Required action: Establish how many lines below contain the string "Other". Respond with that number alone.

Input records:
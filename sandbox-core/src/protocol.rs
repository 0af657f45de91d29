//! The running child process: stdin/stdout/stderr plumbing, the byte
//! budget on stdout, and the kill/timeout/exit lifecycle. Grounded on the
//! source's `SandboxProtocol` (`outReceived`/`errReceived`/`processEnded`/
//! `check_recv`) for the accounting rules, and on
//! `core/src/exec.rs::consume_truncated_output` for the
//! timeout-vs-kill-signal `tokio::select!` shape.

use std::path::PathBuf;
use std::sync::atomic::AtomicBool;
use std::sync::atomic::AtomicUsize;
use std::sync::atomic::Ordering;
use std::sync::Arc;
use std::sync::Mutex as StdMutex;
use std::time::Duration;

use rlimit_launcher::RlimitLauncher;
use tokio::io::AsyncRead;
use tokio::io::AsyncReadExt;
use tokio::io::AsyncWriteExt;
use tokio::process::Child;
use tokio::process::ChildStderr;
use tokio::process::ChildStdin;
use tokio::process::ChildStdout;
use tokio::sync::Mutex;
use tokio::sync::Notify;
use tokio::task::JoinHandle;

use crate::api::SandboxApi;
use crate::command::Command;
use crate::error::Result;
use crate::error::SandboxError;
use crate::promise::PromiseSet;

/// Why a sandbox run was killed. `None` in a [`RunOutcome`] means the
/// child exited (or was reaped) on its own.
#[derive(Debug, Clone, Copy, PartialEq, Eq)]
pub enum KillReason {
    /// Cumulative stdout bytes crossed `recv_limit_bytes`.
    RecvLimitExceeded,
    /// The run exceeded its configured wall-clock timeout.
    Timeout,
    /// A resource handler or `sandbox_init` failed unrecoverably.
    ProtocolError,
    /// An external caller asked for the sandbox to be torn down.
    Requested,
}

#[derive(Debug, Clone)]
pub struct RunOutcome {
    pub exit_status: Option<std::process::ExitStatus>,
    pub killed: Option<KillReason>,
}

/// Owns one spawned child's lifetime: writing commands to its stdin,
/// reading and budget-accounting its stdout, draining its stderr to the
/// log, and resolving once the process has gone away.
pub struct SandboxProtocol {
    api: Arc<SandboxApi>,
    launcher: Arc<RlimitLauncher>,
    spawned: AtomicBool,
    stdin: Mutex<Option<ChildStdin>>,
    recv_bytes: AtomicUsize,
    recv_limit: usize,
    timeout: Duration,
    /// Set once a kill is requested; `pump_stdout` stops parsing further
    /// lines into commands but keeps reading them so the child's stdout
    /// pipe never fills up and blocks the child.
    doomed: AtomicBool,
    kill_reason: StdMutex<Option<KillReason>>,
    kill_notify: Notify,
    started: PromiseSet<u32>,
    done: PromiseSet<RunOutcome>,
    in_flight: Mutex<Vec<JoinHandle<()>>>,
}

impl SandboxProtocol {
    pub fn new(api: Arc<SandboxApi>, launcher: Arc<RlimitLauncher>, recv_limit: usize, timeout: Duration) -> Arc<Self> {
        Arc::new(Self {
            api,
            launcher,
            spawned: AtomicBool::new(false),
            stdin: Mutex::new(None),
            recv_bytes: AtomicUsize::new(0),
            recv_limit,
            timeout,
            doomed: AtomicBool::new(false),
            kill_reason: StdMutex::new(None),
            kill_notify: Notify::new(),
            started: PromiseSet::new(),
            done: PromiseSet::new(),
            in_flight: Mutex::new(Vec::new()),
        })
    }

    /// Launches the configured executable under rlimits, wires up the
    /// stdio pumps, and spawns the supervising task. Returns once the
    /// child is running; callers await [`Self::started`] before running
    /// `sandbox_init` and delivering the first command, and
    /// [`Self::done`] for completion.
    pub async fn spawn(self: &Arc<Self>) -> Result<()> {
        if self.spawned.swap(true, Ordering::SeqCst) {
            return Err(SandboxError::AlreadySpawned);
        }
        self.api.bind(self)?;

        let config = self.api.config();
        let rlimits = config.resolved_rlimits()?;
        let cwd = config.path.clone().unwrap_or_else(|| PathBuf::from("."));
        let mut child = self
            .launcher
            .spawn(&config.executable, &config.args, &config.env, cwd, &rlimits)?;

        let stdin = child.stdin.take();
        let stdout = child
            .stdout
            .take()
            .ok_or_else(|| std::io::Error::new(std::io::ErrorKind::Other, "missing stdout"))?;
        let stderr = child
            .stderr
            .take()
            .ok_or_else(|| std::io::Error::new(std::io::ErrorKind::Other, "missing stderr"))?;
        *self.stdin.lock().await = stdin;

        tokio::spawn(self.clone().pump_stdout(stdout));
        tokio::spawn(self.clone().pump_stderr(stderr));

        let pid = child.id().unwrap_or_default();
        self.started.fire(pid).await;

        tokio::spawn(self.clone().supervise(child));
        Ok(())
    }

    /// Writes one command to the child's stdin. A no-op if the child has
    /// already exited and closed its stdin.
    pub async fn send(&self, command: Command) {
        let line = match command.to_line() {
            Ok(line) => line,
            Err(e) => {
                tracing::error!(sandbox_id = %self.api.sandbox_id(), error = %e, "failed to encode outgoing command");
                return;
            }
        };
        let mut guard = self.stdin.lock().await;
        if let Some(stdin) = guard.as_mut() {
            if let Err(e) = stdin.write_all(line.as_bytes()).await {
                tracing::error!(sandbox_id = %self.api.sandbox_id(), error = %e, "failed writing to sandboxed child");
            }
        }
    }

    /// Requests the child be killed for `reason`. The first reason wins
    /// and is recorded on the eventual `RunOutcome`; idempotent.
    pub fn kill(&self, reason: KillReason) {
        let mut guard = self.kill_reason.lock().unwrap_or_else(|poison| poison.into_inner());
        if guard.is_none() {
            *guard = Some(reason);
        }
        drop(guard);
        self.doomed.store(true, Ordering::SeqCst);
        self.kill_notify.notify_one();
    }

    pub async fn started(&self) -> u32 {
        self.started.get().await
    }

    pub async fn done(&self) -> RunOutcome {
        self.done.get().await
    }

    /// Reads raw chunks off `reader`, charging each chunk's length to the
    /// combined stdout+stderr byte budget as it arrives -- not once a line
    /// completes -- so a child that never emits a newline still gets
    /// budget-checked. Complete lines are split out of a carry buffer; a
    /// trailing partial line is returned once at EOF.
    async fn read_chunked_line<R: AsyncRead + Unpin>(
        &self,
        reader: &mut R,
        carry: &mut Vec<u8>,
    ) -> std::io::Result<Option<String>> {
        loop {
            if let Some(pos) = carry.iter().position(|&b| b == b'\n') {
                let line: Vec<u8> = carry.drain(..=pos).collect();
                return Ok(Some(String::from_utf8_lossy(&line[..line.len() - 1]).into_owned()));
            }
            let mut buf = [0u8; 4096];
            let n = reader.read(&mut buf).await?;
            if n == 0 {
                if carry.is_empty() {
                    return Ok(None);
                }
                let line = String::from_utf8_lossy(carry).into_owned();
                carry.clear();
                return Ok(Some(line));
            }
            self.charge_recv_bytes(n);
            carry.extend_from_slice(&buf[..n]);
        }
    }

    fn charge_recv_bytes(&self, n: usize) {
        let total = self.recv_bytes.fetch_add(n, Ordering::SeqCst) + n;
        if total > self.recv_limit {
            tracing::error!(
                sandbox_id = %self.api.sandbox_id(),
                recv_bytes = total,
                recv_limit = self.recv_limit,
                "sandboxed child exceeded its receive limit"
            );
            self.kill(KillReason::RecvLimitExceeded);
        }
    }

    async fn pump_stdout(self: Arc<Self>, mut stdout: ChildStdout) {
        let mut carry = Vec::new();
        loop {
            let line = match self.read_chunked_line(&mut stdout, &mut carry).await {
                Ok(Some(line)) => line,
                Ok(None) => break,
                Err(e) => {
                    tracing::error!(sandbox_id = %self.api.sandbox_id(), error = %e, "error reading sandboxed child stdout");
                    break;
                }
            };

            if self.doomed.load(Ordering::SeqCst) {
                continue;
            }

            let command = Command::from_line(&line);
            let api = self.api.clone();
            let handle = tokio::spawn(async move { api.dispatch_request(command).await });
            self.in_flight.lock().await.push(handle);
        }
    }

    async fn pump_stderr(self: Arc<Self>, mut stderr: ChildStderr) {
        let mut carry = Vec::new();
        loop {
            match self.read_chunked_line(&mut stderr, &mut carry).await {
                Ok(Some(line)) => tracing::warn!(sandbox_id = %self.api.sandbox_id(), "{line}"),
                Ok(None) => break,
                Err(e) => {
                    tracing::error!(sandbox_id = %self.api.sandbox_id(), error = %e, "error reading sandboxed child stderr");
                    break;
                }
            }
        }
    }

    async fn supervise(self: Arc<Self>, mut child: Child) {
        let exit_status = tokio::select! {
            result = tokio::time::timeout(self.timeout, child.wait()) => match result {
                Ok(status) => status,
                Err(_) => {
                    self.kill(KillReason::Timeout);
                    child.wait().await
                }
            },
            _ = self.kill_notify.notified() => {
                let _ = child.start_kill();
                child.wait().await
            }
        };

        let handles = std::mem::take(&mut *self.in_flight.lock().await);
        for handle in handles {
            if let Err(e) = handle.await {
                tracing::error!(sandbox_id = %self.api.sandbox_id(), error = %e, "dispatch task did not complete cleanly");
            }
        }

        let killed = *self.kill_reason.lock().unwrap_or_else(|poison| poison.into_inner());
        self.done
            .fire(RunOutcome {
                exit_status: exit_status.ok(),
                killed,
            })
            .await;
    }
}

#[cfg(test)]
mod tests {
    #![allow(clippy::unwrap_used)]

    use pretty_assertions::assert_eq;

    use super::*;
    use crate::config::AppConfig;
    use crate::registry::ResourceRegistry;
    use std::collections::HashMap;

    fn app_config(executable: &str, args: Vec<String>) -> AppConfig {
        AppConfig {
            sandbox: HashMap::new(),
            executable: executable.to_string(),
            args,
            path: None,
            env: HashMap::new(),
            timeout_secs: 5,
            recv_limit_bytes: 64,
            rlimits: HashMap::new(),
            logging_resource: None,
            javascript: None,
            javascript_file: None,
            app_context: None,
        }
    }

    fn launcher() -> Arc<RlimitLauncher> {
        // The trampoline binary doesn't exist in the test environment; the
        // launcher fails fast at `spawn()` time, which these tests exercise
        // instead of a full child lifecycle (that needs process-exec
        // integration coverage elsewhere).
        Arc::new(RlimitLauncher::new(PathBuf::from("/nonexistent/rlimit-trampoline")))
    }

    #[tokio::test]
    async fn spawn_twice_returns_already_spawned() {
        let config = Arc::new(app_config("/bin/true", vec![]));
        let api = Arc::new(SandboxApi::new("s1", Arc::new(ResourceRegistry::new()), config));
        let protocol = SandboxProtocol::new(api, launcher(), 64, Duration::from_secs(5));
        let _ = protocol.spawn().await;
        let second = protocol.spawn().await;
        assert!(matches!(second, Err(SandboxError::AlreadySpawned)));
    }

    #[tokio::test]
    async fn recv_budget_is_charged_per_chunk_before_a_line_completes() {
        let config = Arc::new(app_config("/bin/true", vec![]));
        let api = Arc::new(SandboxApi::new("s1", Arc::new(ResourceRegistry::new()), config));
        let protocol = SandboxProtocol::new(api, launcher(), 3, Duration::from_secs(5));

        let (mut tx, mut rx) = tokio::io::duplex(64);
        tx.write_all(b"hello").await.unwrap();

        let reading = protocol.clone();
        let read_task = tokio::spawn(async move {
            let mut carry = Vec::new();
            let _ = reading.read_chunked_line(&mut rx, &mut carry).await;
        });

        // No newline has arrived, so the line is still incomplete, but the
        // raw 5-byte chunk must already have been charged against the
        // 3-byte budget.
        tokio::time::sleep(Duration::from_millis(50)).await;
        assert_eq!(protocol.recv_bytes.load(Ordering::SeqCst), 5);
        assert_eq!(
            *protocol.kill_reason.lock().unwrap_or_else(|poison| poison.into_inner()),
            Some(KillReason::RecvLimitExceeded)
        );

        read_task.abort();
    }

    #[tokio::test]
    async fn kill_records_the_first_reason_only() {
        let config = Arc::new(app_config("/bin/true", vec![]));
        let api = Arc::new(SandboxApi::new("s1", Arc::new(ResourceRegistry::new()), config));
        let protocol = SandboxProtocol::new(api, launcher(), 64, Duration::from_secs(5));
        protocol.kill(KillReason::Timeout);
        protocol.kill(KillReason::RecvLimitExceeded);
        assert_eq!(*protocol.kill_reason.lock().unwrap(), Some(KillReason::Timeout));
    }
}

Exercise answer: 2